Data extracted from a collection:
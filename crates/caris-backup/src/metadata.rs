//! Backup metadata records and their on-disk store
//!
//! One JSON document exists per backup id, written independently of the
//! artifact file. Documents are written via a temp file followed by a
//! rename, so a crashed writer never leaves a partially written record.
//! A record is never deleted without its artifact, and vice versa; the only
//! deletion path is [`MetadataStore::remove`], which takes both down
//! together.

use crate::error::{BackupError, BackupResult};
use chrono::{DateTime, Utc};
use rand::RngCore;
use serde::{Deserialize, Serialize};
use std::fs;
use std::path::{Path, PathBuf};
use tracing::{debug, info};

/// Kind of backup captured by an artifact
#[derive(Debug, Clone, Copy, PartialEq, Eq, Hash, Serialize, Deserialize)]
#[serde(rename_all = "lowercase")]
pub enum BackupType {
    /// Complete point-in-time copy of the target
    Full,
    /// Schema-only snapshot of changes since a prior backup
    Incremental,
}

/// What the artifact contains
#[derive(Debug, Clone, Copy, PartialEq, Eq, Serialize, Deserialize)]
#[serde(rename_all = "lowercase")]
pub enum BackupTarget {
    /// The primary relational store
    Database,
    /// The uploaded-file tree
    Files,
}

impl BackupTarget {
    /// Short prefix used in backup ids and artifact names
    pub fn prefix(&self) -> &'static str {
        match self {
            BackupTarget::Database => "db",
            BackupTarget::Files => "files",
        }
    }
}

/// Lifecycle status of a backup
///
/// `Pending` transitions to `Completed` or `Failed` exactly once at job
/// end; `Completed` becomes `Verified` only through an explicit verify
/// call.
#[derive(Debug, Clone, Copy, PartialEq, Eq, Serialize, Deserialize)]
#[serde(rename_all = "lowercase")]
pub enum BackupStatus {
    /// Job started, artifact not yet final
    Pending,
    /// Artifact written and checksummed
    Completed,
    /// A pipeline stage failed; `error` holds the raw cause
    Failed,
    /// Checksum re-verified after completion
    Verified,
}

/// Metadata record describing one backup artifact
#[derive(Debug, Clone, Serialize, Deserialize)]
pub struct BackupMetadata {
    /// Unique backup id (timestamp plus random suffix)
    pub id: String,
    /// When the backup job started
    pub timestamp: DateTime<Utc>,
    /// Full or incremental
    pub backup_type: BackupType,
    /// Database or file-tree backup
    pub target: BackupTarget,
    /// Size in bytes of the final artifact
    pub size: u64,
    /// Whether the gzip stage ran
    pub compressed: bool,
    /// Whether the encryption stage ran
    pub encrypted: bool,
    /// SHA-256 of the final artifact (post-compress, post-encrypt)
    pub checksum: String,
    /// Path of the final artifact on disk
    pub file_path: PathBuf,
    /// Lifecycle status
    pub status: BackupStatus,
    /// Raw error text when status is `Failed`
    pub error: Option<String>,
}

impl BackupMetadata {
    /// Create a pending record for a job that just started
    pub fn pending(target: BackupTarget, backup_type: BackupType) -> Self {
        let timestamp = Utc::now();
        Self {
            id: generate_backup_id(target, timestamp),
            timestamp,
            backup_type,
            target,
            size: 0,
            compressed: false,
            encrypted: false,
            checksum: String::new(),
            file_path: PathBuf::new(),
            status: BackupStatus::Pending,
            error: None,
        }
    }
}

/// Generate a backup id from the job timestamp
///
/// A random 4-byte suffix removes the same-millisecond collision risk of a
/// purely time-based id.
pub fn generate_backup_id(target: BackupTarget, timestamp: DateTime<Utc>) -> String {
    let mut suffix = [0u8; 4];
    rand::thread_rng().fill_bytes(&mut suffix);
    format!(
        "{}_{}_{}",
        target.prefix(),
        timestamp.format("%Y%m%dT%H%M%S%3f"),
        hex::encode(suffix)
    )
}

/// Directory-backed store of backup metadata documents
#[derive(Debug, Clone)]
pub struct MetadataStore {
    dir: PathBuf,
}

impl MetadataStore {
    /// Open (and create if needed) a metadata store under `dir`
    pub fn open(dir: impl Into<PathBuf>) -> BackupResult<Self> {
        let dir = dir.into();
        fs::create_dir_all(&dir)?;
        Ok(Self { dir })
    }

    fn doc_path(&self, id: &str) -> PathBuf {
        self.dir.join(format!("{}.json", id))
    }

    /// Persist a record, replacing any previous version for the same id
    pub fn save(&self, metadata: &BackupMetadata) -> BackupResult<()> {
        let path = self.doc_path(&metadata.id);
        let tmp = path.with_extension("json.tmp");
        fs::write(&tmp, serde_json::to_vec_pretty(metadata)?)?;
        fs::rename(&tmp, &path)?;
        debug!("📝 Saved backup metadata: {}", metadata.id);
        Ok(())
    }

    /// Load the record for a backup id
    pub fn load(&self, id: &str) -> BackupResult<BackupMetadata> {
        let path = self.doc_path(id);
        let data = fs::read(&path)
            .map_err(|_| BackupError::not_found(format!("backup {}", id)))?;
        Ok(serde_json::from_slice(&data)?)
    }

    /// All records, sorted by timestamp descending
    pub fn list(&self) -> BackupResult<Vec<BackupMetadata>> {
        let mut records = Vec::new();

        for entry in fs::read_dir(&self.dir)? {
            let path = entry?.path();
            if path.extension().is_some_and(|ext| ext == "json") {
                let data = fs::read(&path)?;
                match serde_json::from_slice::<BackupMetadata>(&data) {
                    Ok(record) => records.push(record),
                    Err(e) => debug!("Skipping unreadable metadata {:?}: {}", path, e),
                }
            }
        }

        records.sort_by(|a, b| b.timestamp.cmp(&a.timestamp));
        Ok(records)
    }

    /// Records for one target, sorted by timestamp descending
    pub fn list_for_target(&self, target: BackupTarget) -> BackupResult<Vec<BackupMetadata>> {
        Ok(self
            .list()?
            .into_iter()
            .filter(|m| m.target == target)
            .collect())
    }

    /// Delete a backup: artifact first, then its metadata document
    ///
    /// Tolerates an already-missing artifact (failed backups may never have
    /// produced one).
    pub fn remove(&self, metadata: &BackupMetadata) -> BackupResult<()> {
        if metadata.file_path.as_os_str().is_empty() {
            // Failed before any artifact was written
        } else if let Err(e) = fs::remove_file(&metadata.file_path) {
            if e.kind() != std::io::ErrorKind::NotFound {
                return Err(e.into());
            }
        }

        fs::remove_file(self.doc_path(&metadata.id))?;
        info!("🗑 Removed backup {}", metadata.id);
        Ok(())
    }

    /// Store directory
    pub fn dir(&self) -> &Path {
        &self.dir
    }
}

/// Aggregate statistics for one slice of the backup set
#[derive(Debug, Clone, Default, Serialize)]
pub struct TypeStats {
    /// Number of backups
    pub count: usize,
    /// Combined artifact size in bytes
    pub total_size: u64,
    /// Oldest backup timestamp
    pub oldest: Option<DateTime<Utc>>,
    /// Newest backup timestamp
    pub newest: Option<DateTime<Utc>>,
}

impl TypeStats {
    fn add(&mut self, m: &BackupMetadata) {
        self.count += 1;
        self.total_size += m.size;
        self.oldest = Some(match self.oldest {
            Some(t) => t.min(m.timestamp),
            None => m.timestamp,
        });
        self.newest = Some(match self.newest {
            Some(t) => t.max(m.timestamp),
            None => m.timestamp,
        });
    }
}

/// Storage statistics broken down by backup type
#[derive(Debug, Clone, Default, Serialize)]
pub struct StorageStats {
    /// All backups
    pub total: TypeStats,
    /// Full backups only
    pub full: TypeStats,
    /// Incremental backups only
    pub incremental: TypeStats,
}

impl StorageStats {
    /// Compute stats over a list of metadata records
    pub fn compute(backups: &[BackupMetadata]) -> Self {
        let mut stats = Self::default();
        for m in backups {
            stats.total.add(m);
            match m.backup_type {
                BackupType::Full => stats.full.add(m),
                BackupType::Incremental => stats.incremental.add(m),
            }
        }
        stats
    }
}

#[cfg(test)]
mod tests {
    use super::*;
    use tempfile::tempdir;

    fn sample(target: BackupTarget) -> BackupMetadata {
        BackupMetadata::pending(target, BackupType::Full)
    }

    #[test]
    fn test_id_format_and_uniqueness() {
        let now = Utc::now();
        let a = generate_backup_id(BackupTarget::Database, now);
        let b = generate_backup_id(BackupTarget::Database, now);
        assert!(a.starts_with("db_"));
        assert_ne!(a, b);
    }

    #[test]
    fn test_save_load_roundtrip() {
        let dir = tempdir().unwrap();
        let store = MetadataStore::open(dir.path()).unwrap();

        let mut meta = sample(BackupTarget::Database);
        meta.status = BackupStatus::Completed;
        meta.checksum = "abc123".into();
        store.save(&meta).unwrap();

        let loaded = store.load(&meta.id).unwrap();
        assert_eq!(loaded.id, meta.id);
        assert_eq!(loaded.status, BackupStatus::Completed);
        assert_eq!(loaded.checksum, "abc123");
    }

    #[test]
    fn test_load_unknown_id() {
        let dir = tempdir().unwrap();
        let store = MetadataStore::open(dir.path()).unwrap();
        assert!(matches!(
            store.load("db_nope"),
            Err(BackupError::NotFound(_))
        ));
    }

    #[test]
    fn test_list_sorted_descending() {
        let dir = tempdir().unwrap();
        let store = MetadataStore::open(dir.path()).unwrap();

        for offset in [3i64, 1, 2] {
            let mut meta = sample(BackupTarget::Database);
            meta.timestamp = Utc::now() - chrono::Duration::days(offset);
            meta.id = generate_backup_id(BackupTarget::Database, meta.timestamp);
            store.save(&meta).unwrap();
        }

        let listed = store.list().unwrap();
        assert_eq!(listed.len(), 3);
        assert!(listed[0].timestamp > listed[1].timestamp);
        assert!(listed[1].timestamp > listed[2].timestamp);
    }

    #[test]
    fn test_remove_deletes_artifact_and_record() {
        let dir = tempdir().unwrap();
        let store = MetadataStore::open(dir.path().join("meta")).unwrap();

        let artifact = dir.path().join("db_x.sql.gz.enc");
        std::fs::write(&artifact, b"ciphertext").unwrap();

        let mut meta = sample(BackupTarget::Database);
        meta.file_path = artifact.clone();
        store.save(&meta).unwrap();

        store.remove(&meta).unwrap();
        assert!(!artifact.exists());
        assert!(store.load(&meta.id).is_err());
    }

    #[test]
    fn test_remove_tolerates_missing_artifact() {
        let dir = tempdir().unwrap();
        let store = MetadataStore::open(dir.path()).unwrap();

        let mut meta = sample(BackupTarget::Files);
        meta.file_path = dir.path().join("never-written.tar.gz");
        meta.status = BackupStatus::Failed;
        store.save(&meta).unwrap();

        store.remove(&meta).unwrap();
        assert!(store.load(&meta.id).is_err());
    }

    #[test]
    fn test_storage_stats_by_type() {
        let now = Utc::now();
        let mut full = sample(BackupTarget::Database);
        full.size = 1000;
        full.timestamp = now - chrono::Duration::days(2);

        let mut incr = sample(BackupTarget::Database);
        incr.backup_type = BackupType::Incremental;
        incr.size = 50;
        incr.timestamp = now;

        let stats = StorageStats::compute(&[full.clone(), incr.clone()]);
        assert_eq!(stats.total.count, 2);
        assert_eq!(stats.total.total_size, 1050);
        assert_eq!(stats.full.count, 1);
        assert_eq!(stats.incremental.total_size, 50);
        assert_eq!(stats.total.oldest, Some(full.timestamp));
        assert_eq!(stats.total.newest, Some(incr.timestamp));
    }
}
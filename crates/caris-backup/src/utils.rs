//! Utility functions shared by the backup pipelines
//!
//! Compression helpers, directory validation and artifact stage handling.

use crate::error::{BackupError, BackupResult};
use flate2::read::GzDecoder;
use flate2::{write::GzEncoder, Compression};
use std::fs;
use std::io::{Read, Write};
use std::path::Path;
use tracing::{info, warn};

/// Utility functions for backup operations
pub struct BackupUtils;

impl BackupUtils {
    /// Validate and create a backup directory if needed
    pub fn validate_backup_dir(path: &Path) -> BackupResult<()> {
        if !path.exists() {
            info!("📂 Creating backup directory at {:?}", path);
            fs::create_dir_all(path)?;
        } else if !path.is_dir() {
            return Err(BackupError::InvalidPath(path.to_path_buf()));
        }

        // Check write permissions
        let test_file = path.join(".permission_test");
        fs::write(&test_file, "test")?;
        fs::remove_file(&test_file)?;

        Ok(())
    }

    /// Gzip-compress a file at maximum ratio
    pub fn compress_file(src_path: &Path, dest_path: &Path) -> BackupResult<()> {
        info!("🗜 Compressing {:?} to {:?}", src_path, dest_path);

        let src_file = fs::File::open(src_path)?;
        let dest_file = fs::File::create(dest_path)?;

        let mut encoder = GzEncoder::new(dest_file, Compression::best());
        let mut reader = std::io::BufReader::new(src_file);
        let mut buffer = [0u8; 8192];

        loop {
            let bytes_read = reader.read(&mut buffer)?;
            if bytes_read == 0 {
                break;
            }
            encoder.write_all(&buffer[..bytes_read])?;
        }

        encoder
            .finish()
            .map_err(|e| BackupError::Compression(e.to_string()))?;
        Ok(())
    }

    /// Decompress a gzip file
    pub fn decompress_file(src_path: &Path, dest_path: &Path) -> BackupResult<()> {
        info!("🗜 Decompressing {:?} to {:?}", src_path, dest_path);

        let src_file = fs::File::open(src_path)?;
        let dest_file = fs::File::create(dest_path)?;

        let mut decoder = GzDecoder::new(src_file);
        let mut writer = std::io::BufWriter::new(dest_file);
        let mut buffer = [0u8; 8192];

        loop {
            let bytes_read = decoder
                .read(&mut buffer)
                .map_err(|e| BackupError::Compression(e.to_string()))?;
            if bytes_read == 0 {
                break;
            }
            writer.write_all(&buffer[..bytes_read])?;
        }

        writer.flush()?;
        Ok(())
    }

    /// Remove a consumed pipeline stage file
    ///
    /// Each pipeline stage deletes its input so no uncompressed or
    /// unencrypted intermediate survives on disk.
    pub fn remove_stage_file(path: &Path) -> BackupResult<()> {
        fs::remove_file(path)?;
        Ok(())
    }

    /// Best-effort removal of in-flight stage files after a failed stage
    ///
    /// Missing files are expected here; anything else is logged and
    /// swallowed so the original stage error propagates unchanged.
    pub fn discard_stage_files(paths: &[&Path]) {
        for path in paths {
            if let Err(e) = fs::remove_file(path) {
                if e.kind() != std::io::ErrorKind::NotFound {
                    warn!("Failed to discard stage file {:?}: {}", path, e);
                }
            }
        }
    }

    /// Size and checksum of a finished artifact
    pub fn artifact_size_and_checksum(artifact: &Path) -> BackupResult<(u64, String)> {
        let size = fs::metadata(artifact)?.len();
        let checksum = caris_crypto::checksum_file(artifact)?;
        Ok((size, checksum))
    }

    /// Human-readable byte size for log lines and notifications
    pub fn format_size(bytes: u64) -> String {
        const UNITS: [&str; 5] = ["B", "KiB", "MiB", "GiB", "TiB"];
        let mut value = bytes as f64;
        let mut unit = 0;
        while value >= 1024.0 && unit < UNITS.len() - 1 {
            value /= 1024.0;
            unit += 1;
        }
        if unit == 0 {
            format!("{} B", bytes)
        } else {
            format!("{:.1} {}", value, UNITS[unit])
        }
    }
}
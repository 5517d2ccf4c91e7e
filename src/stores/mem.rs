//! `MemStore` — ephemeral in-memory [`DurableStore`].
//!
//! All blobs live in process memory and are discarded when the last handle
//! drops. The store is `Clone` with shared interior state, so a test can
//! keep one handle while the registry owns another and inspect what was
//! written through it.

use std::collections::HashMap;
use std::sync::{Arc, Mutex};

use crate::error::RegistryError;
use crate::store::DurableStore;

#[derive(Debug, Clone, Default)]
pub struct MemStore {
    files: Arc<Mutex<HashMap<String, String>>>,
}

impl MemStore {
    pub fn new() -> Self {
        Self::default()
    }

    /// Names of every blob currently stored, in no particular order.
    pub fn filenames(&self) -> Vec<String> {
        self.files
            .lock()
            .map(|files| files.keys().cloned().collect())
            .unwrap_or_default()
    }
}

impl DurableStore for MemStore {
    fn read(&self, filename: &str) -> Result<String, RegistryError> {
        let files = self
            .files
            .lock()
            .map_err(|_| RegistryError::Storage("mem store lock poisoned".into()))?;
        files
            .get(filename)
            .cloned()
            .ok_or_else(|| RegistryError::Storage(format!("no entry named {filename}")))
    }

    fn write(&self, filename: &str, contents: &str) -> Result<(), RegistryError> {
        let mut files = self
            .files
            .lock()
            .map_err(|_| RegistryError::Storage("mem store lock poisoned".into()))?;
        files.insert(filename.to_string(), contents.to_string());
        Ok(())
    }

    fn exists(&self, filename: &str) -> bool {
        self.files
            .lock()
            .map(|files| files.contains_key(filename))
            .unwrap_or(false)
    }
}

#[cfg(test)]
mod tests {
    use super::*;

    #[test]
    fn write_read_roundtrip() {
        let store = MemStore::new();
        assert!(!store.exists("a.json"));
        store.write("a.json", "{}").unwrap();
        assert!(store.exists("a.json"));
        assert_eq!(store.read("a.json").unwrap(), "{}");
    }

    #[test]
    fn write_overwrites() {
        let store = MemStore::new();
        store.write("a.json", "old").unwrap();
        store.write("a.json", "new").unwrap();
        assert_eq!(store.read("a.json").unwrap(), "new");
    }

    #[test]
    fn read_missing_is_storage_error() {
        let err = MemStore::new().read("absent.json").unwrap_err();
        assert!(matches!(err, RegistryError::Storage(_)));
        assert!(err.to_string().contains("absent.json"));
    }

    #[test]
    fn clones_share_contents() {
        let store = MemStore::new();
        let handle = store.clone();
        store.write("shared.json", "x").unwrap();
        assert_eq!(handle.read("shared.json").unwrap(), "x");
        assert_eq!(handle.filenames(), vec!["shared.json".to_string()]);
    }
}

## REQUIREMENT
Take the lines above from the one containing "may never have" down to the one containing "else if let", and transcribe them exactly, both ends included.

## PROBLEM SOLUTION
    /// Tolerates an already-missing artifact (failed backups may never have
    /// produced one).
    pub fn remove(&self, metadata: &BackupMetadata) -> BackupResult<()> {
        if metadata.file_path.as_os_str().is_empty() {
            // Failed before any artifact was written
        } else if let Err(e) = fs::remove_file(&metadata.file_path) {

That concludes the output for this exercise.